One area where the price/weight relationship can go the other way is for stoves. Here are two common petroleum-based backpacking stoves:
On the right is a MSR Whisperlite Internationale. Today a comparable model, the Whisperlite Shaker Stove, with fuel tank, sells for about $100 and weighs about 1.2 lb (0.55 kg). This stove uses “white gasoline”, known in the U.S. as Coleman fuel. It has a fuel tank, a pump to pressurize it with air, a valve to control the fuel flow, and a hose that connects to a burner/pot-stand. The fuel passes through a metal tube next to the burner flame to get vaporized; the vaporized fuel then shoots through a narrow jet, mixes with air, and emerges in the burner proper to combust in a strong blue flame. This is what they take to melt snow for drinking water when assaulting Mt. Everest. It is very powerful and fairly reliable, even in cold weather. It does take a minute of nasty, sooty flaming at first, to preheat (“prime”), and with all those components, it can break or clog, so the wise hiker brings along a repair kit. The MSR Dragonfly model is heavier and more expensive, but burns almost any petroleum-based liquid (white gas, auto gasoline, diesel fuel, etc.).

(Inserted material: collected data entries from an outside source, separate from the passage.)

use rand::Rng;

use crate::parse::{AdvantageMode, DamageTerm, D20};

/// Source of die rolls used while resolving attacks.
///
/// Every [`rand::Rng`] is a `DieRoller`, implement it yourself to script the
/// values that come up.
pub trait DieRoller {
    /// Rolls a single die, returning a value between 1 and `sides`.
    fn roll_die(&mut self, sides: u32) -> u32;
}

impl<R: Rng> DieRoller for R {
    fn roll_die(&mut self, sides: u32) -> u32 {
        self.gen_range(1..=sides.max(1))
    }
}

impl AdvantageMode {
    /// Rolls the d20 for an attack, twice when rolling with advantage or
    /// disadvantage.
    /// Returns `None` if the mode was never set.
    pub fn roll_d20(self, roller: &mut impl DieRoller) -> Option<u32> {
        match self {
            AdvantageMode::Unset => None,
            AdvantageMode::Normal => Some(roller.roll_die(D20)),
            AdvantageMode::Advantage => {
                let first = roller.roll_die(D20);
                Some(first.max(roller.roll_die(D20)))
            }
            AdvantageMode::Disadvantage => {
                let first = roller.roll_die(D20);
                Some(first.min(roller.roll_die(D20)))
            }
        }
    }
}

impl DamageTerm {
    /// Rolls the dice of the term, multiplies their sum and adds the flat
    /// modifier. The modifier is never multiplied.
    pub fn roll_damage(&self, multiplier: i64, roller: &mut impl DieRoller) -> i64 {
        let dice: i64 = (0..self.dice_count)
            .map(|_| i64::from(roller.roll_die(self.dice_sides)))
            .sum();

        dice * multiplier + i64::from(self.flat_modifier)
    }
}
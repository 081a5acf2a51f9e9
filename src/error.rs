//! Error types raised while reading, validating and resolving attacks.

use std::path::PathBuf;

use thiserror::Error;

use crate::parse::Field;

/// Errors surfaced by the parser, the resolver and the block reader.
#[derive(Debug, Error)]
pub enum Error {
    #[error("malformed damage expression {expression:?}: {reason}")]
    MalformedDamageExpression { expression: String, reason: String },

    #[error("invalid {field} value {value:?}: expected {expected}")]
    InvalidFieldValue {
        field: Field,
        value: String,
        expected: &'static str,
    },

    #[error("unrecognized configuration line {line_number}: {line:?}")]
    UnrecognizedConfigurationLine { line_number: usize, line: String },

    #[error("{}", incomplete_message(.field, .block))]
    IncompleteConfiguration { field: Field, block: Option<usize> },

    #[error("file does not exist: {}", .0.display())]
    FileNotFound(PathBuf),

    #[error("input closed while waiting for an answer to {question:?}")]
    PromptClosed { question: &'static str },

    #[error("I/O error: {0}")]
    Io(#[from] std::io::Error),
}

pub type Result<T> = std::result::Result<T, Error>;

fn incomplete_message(field: &Field, block: &Option<usize>) -> String {
    match block {
        Some(block) => format!("missing {field} in attack set {block}"),
        None => format!("missing {field}, not enough options to roll the attack(s)"),
    }
}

The stove on the left is a “canister” stove. A simple burner/pot-stand screws to the top of a butane canister. Operation is simple: open the valve and light the burner. These are fairly light and cheap, but managing the canisters can be a hassle: a trekker might have to cart along several extra metal canisters to guard against not being able to purchase them in remote locations. It is not obvious how much fuel is left in a canister, they are not generally re-filled, and (unmodified) their performance falls off in cold weather.
Alcohol Stoves Are Both Cheap And Light
In reading about backpacking cooking gear, I discovered the world of lightweight stoves that burn alcohol instead of gasoline or butane. They are both lighter and cheaper than stoves burning white gas or butane. These alcohol stoves are so simple that you can make one yourself out of a beer can or cat food can – – that means both light and cheap. Or you can buy one pre-made for around 15 to 35 dollars. They typically weigh only 1-2 oz.
One survey showed that over 50% of Appalachian Trail though-hikers end up using a soda-can type alcohol stove. According to Roland Mueser (Long-Distance Hiking: Lessons from the Appalachian Trail), alcohol was the only stove type with a zero percent failure rate. These are super-light, have no moving parts, and use fuels that can be purchased in any American small town. The recommended fuels are methanol, ethanol, or mixtures of the two. A common way to buy methanol is as the yellow bottle of “HEET” deicer, sold in automotive parts stores. Another common form of alcohol fuel is “denatured alcohol” paint thinner (e.g. “SLX” brand) sold in hardware stores. This is mainly ethanol, which has been made undrinkable, often by adding some methanol to it. It is called “methylated spirits” in the U.K. Liquor (a renewable biofuel!) with very low water content, such as Everclear (190 proof = 95 % ethanol) can also be used in alcohol stoves. Ethanol has about 33% higher energy per gram for combustion than methanol, so it is a more efficient fuel to carry. Ethanol reported can put a plasticky coating on your pot bottom which is very hard to remove, so you might first want to coat your pot bottom with soap before using ethanol to keep that coating from sticking.
Gasoline or Coleman fuel should never be used. Also, isopropanol (“rubbing alcohol”; red bottle of HEET) is best avoided; it burns with yellow, sooty flame.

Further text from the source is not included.